- [Task objective]: Counting only lines that contain "contains", how many are there in the records below? Give the figure alone.

(Beginning of Source material)

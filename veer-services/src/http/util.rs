use std::future::Future;

use http::{Request, Response, StatusCode};
use monoio_http::common::body::FixedBody;
use service_async::{
    layer::{layer_fn, FactoryLayer},
    MakeService, Service,
};
use veer_core::http::{HttpError, ResponseWithContinue};

/// Build a bare response with an empty body; `close` additionally asks the
/// client to drop the connection.
pub fn generate_response<B: FixedBody>(status: StatusCode, close: bool) -> Response<B> {
    let mut builder = Response::builder().status(status);
    let headers = builder.headers_mut().expect("fresh response builder");
    if close {
        headers.insert(http::header::CONNECTION, super::CLOSE_VALUE);
    }
    headers.insert(
        http::header::CONTENT_LENGTH,
        http::HeaderValue::from_static("0"),
    );
    builder
        .body(B::fixed_body(None))
        .expect("static response must build")
}

/// Drive `main` while concurrently pumping `accompany` (typically the h1
/// request-body fill future); resolves with `main`'s output.
pub(crate) async fn drive_accompanied<M, A>(main: M, accompany: A) -> M::Output
where
    M: Future,
    A: Future,
{
    let mut main = std::pin::pin!(main);
    let mut accompany = std::pin::pin!(accompany);
    let mut accompany_done = false;
    std::future::poll_fn(|cx| {
        if !accompany_done && accompany.as_mut().poll(cx).is_ready() {
            accompany_done = true;
        }
        main.as_mut().poll(cx)
    })
    .await
}

/// Read a body to completion into one buffer.
pub async fn collect_body(
    mut body: monoio_http::common::body::HttpBody,
) -> Result<bytes::Bytes, String> {
    use monoio_http::common::body::{Body, StreamHint};
    match body.stream_hint() {
        StreamHint::None => Ok(bytes::Bytes::new()),
        StreamHint::Fixed => match body.next_data().await {
            Some(Ok(data)) => Ok(data),
            Some(Err(e)) => Err(format!("{e:?}")),
            None => Ok(bytes::Bytes::new()),
        },
        StreamHint::Stream => {
            let mut buf = bytes::BytesMut::new();
            while let Some(chunk) = body.next_data().await {
                match chunk {
                    Ok(data) => buf.extend_from_slice(&data),
                    Err(e) => return Err(format!("{e:?}")),
                }
            }
            Ok(buf.freeze())
        }
    }
}

/// Converts renderable handler errors into responses so that only fatal
/// errors escalate to the connection loop.
pub struct HttpErrorResponder<S>(pub S);

impl<S, CX, B, BOut> Service<(Request<B>, CX)> for HttpErrorResponder<S>
where
    S: Service<(Request<B>, CX), Response = ResponseWithContinue<BOut>>,
    S::Error: HttpError<BOut>,
{
    type Response = ResponseWithContinue<BOut>;
    type Error = S::Error;

    async fn call(&self, req: (Request<B>, CX)) -> Result<Self::Response, Self::Error> {
        match self.0.call(req).await {
            Ok(resp) => Ok(resp),
            Err(e) => match e.to_response() {
                Some(resp) => Ok((resp, true)),
                None => Err(e),
            },
        }
    }
}

impl<F: MakeService> MakeService for HttpErrorResponder<F> {
    type Service = HttpErrorResponder<F::Service>;
    type Error = F::Error;

    fn make_via_ref(&self, old: Option<&Self::Service>) -> Result<Self::Service, Self::Error> {
        Ok(HttpErrorResponder(self.0.make_via_ref(old.map(|o| &o.0))?))
    }
}

impl<F> HttpErrorResponder<F> {
    pub fn layer<C>() -> impl FactoryLayer<C, F, Factory = Self> {
        layer_fn(|_: &C, inner| HttpErrorResponder(inner))
    }
}
//! Bearer token authentication backed by the tokeninfo client.
use std::rc::Rc;

use async_trait::async_trait;
use http::{HeaderValue, Response, StatusCode};
use monoio_http::common::body::{FixedBody, HttpBody};
use serde_json::Value;
use tracing::debug;
use veer_core::{
    filter::{Filter, FilterContext},
    route::{Arg, CreateError},
};

use crate::tokeninfo::{Claims, TokeninfoClient, TokeninfoError};

/// State-bag key under which validated claims are exposed to later filters.
pub const TOKENINFO_BAG_KEY: &str = "auth.tokeninfo";

enum ScopeMode {
    Any,
    All,
}

pub(super) struct OauthTokeninfoScope {
    client: Rc<TokeninfoClient>,
    scopes: Vec<String>,
    mode: ScopeMode,
}

impl OauthTokeninfoScope {
    fn create(
        client: Option<Rc<TokeninfoClient>>,
        args: &[Arg],
        mode: ScopeMode,
    ) -> Result<Rc<dyn Filter>, CreateError> {
        let client = client.ok_or_else(|| {
            CreateError::Other("tokeninfo is not configured on this server".to_string())
        })?;
        if args.is_empty() {
            return Err(CreateError::ArgCount {
                expected: 1,
                got: 0,
            });
        }
        let scopes = args
            .iter()
            .enumerate()
            .map(|(pos, arg)| {
                arg.as_str()
                    .map(str::to_string)
                    .ok_or_else(|| CreateError::invalid_arg(pos, "expected a scope string"))
            })
            .collect::<Result<Vec<_>, _>>()?;
        Ok(Rc::new(Self {
            client,
            scopes,
            mode,
        }))
    }

    pub(super) fn create_any(
        client: Option<Rc<TokeninfoClient>>,
        args: &[Arg],
    ) -> Result<Rc<dyn Filter>, CreateError> {
        Self::create(client, args, ScopeMode::Any)
    }

    pub(super) fn create_all(
        client: Option<Rc<TokeninfoClient>>,
        args: &[Arg],
    ) -> Result<Rc<dyn Filter>, CreateError> {
        Self::create(client, args, ScopeMode::All)
    }

    fn scopes_satisfied(&self, claims: &Claims) -> bool {
        let granted: Vec<&str> = claims
            .get("scope")
            .and_then(Value::as_array)
            .map(|scopes| scopes.iter().filter_map(Value::as_str).collect())
            .unwrap_or_default();
        match self.mode {
            ScopeMode::Any => self
                .scopes
                .iter()
                .any(|wanted| granted.contains(&wanted.as_str())),
            ScopeMode::All => self
                .scopes
                .iter()
                .all(|wanted| granted.contains(&wanted.as_str())),
        }
    }
}

#[async_trait(?Send)]
impl Filter for OauthTokeninfoScope {
    async fn request(&self, ctx: &mut FilterContext) {
        let token = ctx
            .request()
            .and_then(|req| req.headers().get(http::header::AUTHORIZATION))
            .and_then(|v| v.to_str().ok())
            .and_then(|v| v.strip_prefix("Bearer "))
            .map(str::to_string);
        let Some(token) = token else {
            ctx.serve(unauthorized());
            return;
        };

        match self.client.get_tokeninfo(&token).await {
            Ok(claims) => {
                if self.scopes_satisfied(&claims) {
                    ctx.state_bag_mut()
                        .insert(TOKENINFO_BAG_KEY.to_string(), Rc::new(claims));
                } else {
                    debug!("token lacks required scopes");
                    ctx.serve_status(StatusCode::FORBIDDEN);
                }
            }
            Err(TokeninfoError::InvalidToken) => ctx.serve(unauthorized()),
            Err(TokeninfoError::Unreachable(reason)) => {
                debug!(%reason, "tokeninfo endpoint unavailable");
                ctx.serve_status(StatusCode::BAD_GATEWAY);
            }
        }
    }
}

fn unauthorized() -> Response<HttpBody> {
    let mut builder = Response::builder().status(StatusCode::UNAUTHORIZED);
    let headers = builder.headers_mut().expect("fresh response builder");
    headers.insert(
        http::header::WWW_AUTHENTICATE,
        HeaderValue::from_static("Bearer"),
    );
    headers.insert(
        http::header::CONTENT_LENGTH,
        HeaderValue::from_static("0"),
    );
    builder
        .body(HttpBody::fixed_body(None))
        .expect("static response must build")
}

(End of Source material)

- [Answer box]: 2